Updated: May 13, 2016

Applies To: System Center 2012 R2 Operations Manager, System Center 2012 - Operations Manager, System Center 2012 SP1 - Operations Manager

The Health Service sends a heartbeat to a management server to verify that the system is still responding. When a specified number of heartbeats fail to arrive, System Center 2012 – Operations Manager displays an alert.

This section shows how to investigate a Health Service Heartbeat Failure alert as an example.

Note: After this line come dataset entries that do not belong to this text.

use std::collections::{BTreeSet, HashMap};
use std::hash::Hash;
use std::sync::Arc;

use chrono::Utc;
use tracing::{debug, error, info, warn};
use uuid::Uuid;

use super::domain::{
    Conversation, ConversationId, ConversationSummary, ConversationThread, Message, MessageId,
};
use super::repository::{MarketplaceDirectory, MessagingRepository};
use crate::workflows::shared::{CallerIdentity, ErrorKind, ListingId, RepositoryError, UserId};

/// Limits applied to inbound messages.
#[derive(Debug, Clone, Copy, PartialEq, Eq)]
pub struct MessagingPolicy {
    pub max_message_chars: usize,
}

impl Default for MessagingPolicy {
    fn default() -> Self {
        Self {
            max_message_chars: 5000,
        }
    }
}

/// Buyer/seller inbox backed by the messaging tables and the marketplace directory.
///
/// Reads never fail: anonymous callers and storage errors degrade to empty
/// results. Writes return a [`MessagingError`] whose message is user facing.
pub struct MessagingService<R, D> {
    repository: Arc<R>,
    directory: Arc<D>,
    policy: MessagingPolicy,
}

impl<R, D> MessagingService<R, D>
where
    R: MessagingRepository + 'static,
    D: MarketplaceDirectory + 'static,
{
    pub fn new(repository: Arc<R>, directory: Arc<D>, policy: MessagingPolicy) -> Self {
        Self {
            repository,
            directory,
            policy,
        }
    }

    pub fn policy(&self) -> MessagingPolicy {
        self.policy
    }

    /// Every thread the caller takes part in, most recently updated first.
    pub fn conversations(&self, caller: &CallerIdentity) -> Vec<ConversationSummary> {
        let Some(user_id) = caller.user_id() else {
            return Vec::new();
        };

        match self.load_inbox(user_id) {
            Ok(summaries) => summaries,
            Err(err) => {
                error!(user_id = %user_id, error = %err, "failed to load conversations");
                Vec::new()
            }
        }
    }

    /// One thread with its full history. Non-participants get `None`.
    pub fn conversation(
        &self,
        caller: &CallerIdentity,
        id: &ConversationId,
    ) -> Option<ConversationThread> {
        let user_id = caller.user_id()?;

        let conversation = match self.repository.fetch_conversation(id) {
            Ok(Some(conversation)) => conversation,
            Ok(None) => return None,
            Err(err) => {
                error!(conversation_id = %id, error = %err, "failed to fetch conversation");
                return None;
            }
        };

        if !conversation.is_participant(user_id) {
            warn!(conversation_id = %id, user_id = %user_id, "thread read denied to non-participant");
            return None;
        }

        let messages = match self.repository.thread_messages(id) {
            Ok(messages) => messages,
            Err(err) => {
                error!(conversation_id = %id, error = %err, "failed to fetch thread messages");
                return None;
            }
        };

        let counterpart = conversation.counterpart_of(user_id).clone();
        let listings = degrade(
            self.directory
                .listing_summaries(std::slice::from_ref(&conversation.listing_id)),
            "listing summaries",
        );
        let profiles = degrade(
            self.directory.profiles(std::slice::from_ref(&counterpart)),
            "profiles",
        );
        let listing = listings.get(&conversation.listing_id);

        Some(ConversationThread {
            conversation: ConversationSummary::build(
                &conversation,
                user_id,
                listing,
                profiles.get(&counterpart),
            ),
            listing_city: listing.map(|listing| listing.city.clone()),
            listing_state: listing.map(|listing| listing.state.clone()),
            messages,
        })
    }

    /// Open (or reuse) the caller's thread with the owner of `listing_id`.
    pub fn create_conversation(
        &self,
        caller: &CallerIdentity,
        listing_id: &ListingId,
    ) -> Result<ConversationId, MessagingError> {
        let buyer_id = caller.user_id().ok_or(MessagingError::Unauthenticated)?;

        let seller_id = self
            .directory
            .listing_owner(listing_id)
            .map_err(|err| creation_failed(listing_id, err))?
            .ok_or(MessagingError::ListingNotFound)?;

        if &seller_id == buyer_id {
            return Err(MessagingError::OwnListing);
        }

        if let Some(existing) = self
            .repository
            .find_conversation(listing_id, buyer_id)
            .map_err(|err| creation_failed(listing_id, err))?
        {
            debug!(conversation_id = %existing.id, "reusing existing conversation");
            return Ok(existing.id);
        }

        let now = Utc::now();
        let conversation = Conversation {
            id: ConversationId(Uuid::new_v4().to_string()),
            listing_id: listing_id.clone(),
            buyer_id: buyer_id.clone(),
            seller_id,
            created_at: now,
            updated_at: now,
        };

        match self.repository.insert_conversation(conversation) {
            Ok(stored) => {
                info!(
                    conversation_id = %stored.id,
                    listing_id = %listing_id,
                    buyer_id = %buyer_id,
                    "conversation opened"
                );
                Ok(stored.id)
            }
            // Lost a race against a concurrent open for the same pair.
            Err(RepositoryError::Conflict) => self
                .repository
                .find_conversation(listing_id, buyer_id)
                .map_err(|err| creation_failed(listing_id, err))?
                .map(|existing| existing.id)
                .ok_or_else(|| creation_failed(listing_id, RepositoryError::NotFound)),
            Err(err) => Err(creation_failed(listing_id, err)),
        }
    }

    /// Append a message from the caller to a thread they participate in.
    pub fn send_message(
        &self,
        caller: &CallerIdentity,
        id: &ConversationId,
        content: &str,
    ) -> Result<Message, MessagingError> {
        let sender_id = caller.user_id().ok_or(MessagingError::Unauthenticated)?;
        self.participant_conversation(sender_id, id, MessagingError::SendFailed)?;

        if content.trim().is_empty() {
            return Err(MessagingError::EmptyMessage);
        }
        if content.chars().count() > self.policy.max_message_chars {
            return Err(MessagingError::MessageTooLong {
                max: self.policy.max_message_chars,
            });
        }

        let now = Utc::now();
        let message = Message {
            id: MessageId(Uuid::new_v4().to_string()),
            conversation_id: id.clone(),
            sender_id: sender_id.clone(),
            content: content.to_string(),
            is_read: false,
            created_at: now,
        };

        let stored = self.repository.insert_message(message).map_err(|err| {
            error!(conversation_id = %id, error = %err, "failed to store message");
            MessagingError::SendFailed(err)
        })?;

        if let Err(err) = self.repository.touch_conversation(id, now) {
            warn!(conversation_id = %id, error = %err, "message stored but thread timestamp not bumped");
        }

        Ok(stored)
    }

    /// Mark every inbound unread message of the thread as read. Idempotent.
    pub fn mark_messages_as_read(
        &self,
        caller: &CallerIdentity,
        id: &ConversationId,
    ) -> Result<usize, MessagingError> {
        let reader_id = caller.user_id().ok_or(MessagingError::Unauthenticated)?;
        self.participant_conversation(reader_id, id, MessagingError::MarkReadFailed)?;

        let updated = self.repository.mark_read(id, reader_id).map_err(|err| {
            error!(conversation_id = %id, error = %err, "failed to mark messages as read");
            MessagingError::MarkReadFailed(err)
        })?;

        debug!(conversation_id = %id, updated, "messages marked as read");
        Ok(updated)
    }

    /// Badge count: inbound unread messages across all of the caller's threads.
    pub fn unread_messages_count(&self, caller: &CallerIdentity) -> u32 {
        let Some(user_id) = caller.user_id() else {
            return 0;
        };

        let total = self
            .repository
            .conversations_for(user_id)
            .and_then(|conversations| {
                if conversations.is_empty() {
                    return Ok(HashMap::new());
                }
                let ids: Vec<ConversationId> =
                    conversations.into_iter().map(|conversation| conversation.id).collect();
                self.repository.unread_counts(&ids, user_id)
            })
            .map(|counts| counts.values().sum::<u32>());

        match total {
            Ok(total) => total,
            Err(err) => {
                error!(user_id = %user_id, error = %err, "failed to count unread messages");
                0
            }
        }
    }
}

impl<R, D> MessagingService<R, D>
where
    R: MessagingRepository + 'static,
    D: MarketplaceDirectory + 'static,
{
    fn load_inbox(&self, user_id: &UserId) -> Result<Vec<ConversationSummary>, RepositoryError> {
        let mut conversations = self.repository.conversations_for(user_id)?;
        if conversations.is_empty() {
            return Ok(Vec::new());
        }
        conversations.sort_by(|left, right| right.updated_at.cmp(&left.updated_at));

        let ids: Vec<ConversationId> = conversations
            .iter()
            .map(|conversation| conversation.id.clone())
            .collect();
        let listing_ids = distinct(
            conversations
                .iter()
                .map(|conversation| conversation.listing_id.clone()),
        );
        let counterpart_ids = distinct(
            conversations
                .iter()
                .map(|conversation| conversation.counterpart_of(user_id).clone()),
        );

        let listings = degrade(
            self.directory.listing_summaries(&listing_ids),
            "listing summaries",
        );
        let profiles = degrade(self.directory.profiles(&counterpart_ids), "profiles");
        let latest = degrade(self.repository.latest_messages(&ids), "latest messages");
        // Unread counts feed the badge as well, so a failure here fails the inbox.
        let unread = self.repository.unread_counts(&ids, user_id)?;

        Ok(conversations
            .iter()
            .map(|conversation| {
                let mut summary = ConversationSummary::build(
                    conversation,
                    user_id,
                    listings.get(&conversation.listing_id),
                    profiles.get(conversation.counterpart_of(user_id)),
                );
                if let Some(message) = latest.get(&conversation.id) {
                    summary.last_message = Some(message.content.clone());
                    summary.last_message_at = Some(message.created_at);
                }
                summary.unread_count = unread.get(&conversation.id).copied().unwrap_or(0);
                summary
            })
            .collect())
    }

    fn participant_conversation(
        &self,
        user_id: &UserId,
        id: &ConversationId,
        on_error: fn(RepositoryError) -> MessagingError,
    ) -> Result<Conversation, MessagingError> {
        let conversation = self.repository.fetch_conversation(id).map_err(|err| {
            error!(conversation_id = %id, error = %err, "failed to fetch conversation");
            on_error(err)
        })?;

        match conversation {
            Some(conversation) if conversation.is_participant(user_id) => Ok(conversation),
            _ => {
                warn!(conversation_id = %id, user_id = %user_id, "conversation access denied");
                Err(MessagingError::AccessDenied)
            }
        }
    }
}

fn creation_failed(listing_id: &ListingId, err: RepositoryError) -> MessagingError {
    error!(listing_id = %listing_id, error = %err, "failed to create conversation");
    MessagingError::CreateFailed(err)
}

fn distinct<T: Ord>(items: impl Iterator<Item = T>) -> Vec<T> {
    items.collect::<BTreeSet<T>>().into_iter().collect()
}

fn degrade<K, V>(
    result: Result<HashMap<K, V>, RepositoryError>,
    what: &'static str,
) -> HashMap<K, V>
where
    K: Eq + Hash,
{
    result.unwrap_or_else(|err| {
        warn!(error = %err, "unable to load {what}; continuing without them");
        HashMap::new()
    })
}

/// Error raised by messaging writes. `Display` is the message shown to the user.
#[derive(Debug, thiserror::Error)]
pub enum MessagingError {
    #[error("Debes iniciar sesión")]
    Unauthenticated,
    #[error("Anuncio no encontrado")]
    ListingNotFound,
    #[error("No puedes iniciar una conversación con tu propio anuncio")]
    OwnListing,
    #[error("No tienes acceso a esta conversación")]
    AccessDenied,
    #[error("El mensaje no puede estar vacío")]
    EmptyMessage,
    #[error("El mensaje no puede superar los {max} caracteres")]
    MessageTooLong { max: usize },
    #[error("Error al crear la conversación")]
    CreateFailed(#[source] RepositoryError),
    #[error("Error al enviar el mensaje")]
    SendFailed(#[source] RepositoryError),
    #[error("Error al marcar los mensajes como leídos")]
    MarkReadFailed(#[source] RepositoryError),
}

impl MessagingError {
    pub fn kind(&self) -> ErrorKind {
        match self {
            MessagingError::Unauthenticated => ErrorKind::Unauthenticated,
            MessagingError::ListingNotFound => ErrorKind::NotFound,
            MessagingError::OwnListing | MessagingError::AccessDenied => ErrorKind::Forbidden,
            MessagingError::EmptyMessage | MessagingError::MessageTooLong { .. } => {
                ErrorKind::ValidationFailed
            }
            MessagingError::CreateFailed(_)
            | MessagingError::SendFailed(_)
            | MessagingError::MarkReadFailed(_) => ErrorKind::PersistenceFailure,
        }
    }
}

Different alerts have different causes and different resolutions.

If you want to walk through these procedures, you can cause this alert by disabling the System Center Management service on a test system.

To cause a Health Service Heartbeat Failure alert for testing

  1. On a computer with an agent installed, open Control Panel.

  2. Double-click Administrative Tools.

  3. Double-click Services.

  4. Right-click the System Center Management service, and then click Stop.

    Note

    Use this same procedure and select Start in step 4 when you are done testing.

How to Investigate Agent Heartbeat Issues

The Monitoring workspace displays active alerts. Looking at an alert provides information and tools to investigate with.

To investigate an active alert

  1. Open the Operations console.

  2. Click Monitoring.

  3. Click Active Alerts to view the Health Service Heartbeat Alert.

    Note

    Depending on the heartbeat interval and the number of missing heartbeats, a few minutes might be required to see the alert.

  4. Click the alert to highlight it and read the information in the Alert Details area. The Alert Details area provides information about the alert, including a description and knowledge about the cause and resolution.

How to Troubleshoot Agent Heartbeat Issues

Use the tasks in the Tasks pane to diagnose the cause of the alert. Different alerts have different tasks. For a Health Service Heartbeat Failure alert, the tasks deal with pinging the system and verifying or restarting the service.

To use the action tasks in troubleshooting

  1. In the Tasks pane, under Health Service Watcher Tasks, click Ping Computer. The task opens a dialog box to display its progress.

    Note

    If the ping fails, use standard networking troubleshooting to figure out the issue with connectivity. Verify that the system is turned on.

  2. Click Close to close the dialog box.

  3. Under Health Service Watcher Tasks, click Computer Management. A Computer Management dialog box for the target system opens.

  4. Click Services and Applications to expand it.

  5. Click Services to display services.

  6. Right-click the System Center Management service, and then click Start.

    Note

    After the connection with the agent is restored, the alert will be automatically resolved and the computer status will return to healthy.

These steps will fix the test failure created in this topic, as well as address a number of possible causes of a Health Service Heartbeat Failure. If an actual failure is not resolved by these steps, use standard troubleshooting techniques to figure out the cause of the issue. For instance, the alert displayed in Active Alerts shows how old the alert is. Check for events that happened at this time to see what might have caused an issue.

A sudden increase in the number of alerts is called an alert storm. An alert storm can be a symptom of massive changes of some kind within your management group, such as catastrophic failure of networks. An alert storm can also be a symptom of configuration issues within Operations Manager. A newly imported management pack starts monitoring immediately. If you have a large number of managed computers, an unforeseen configuration issue could cause a large increase in alerts.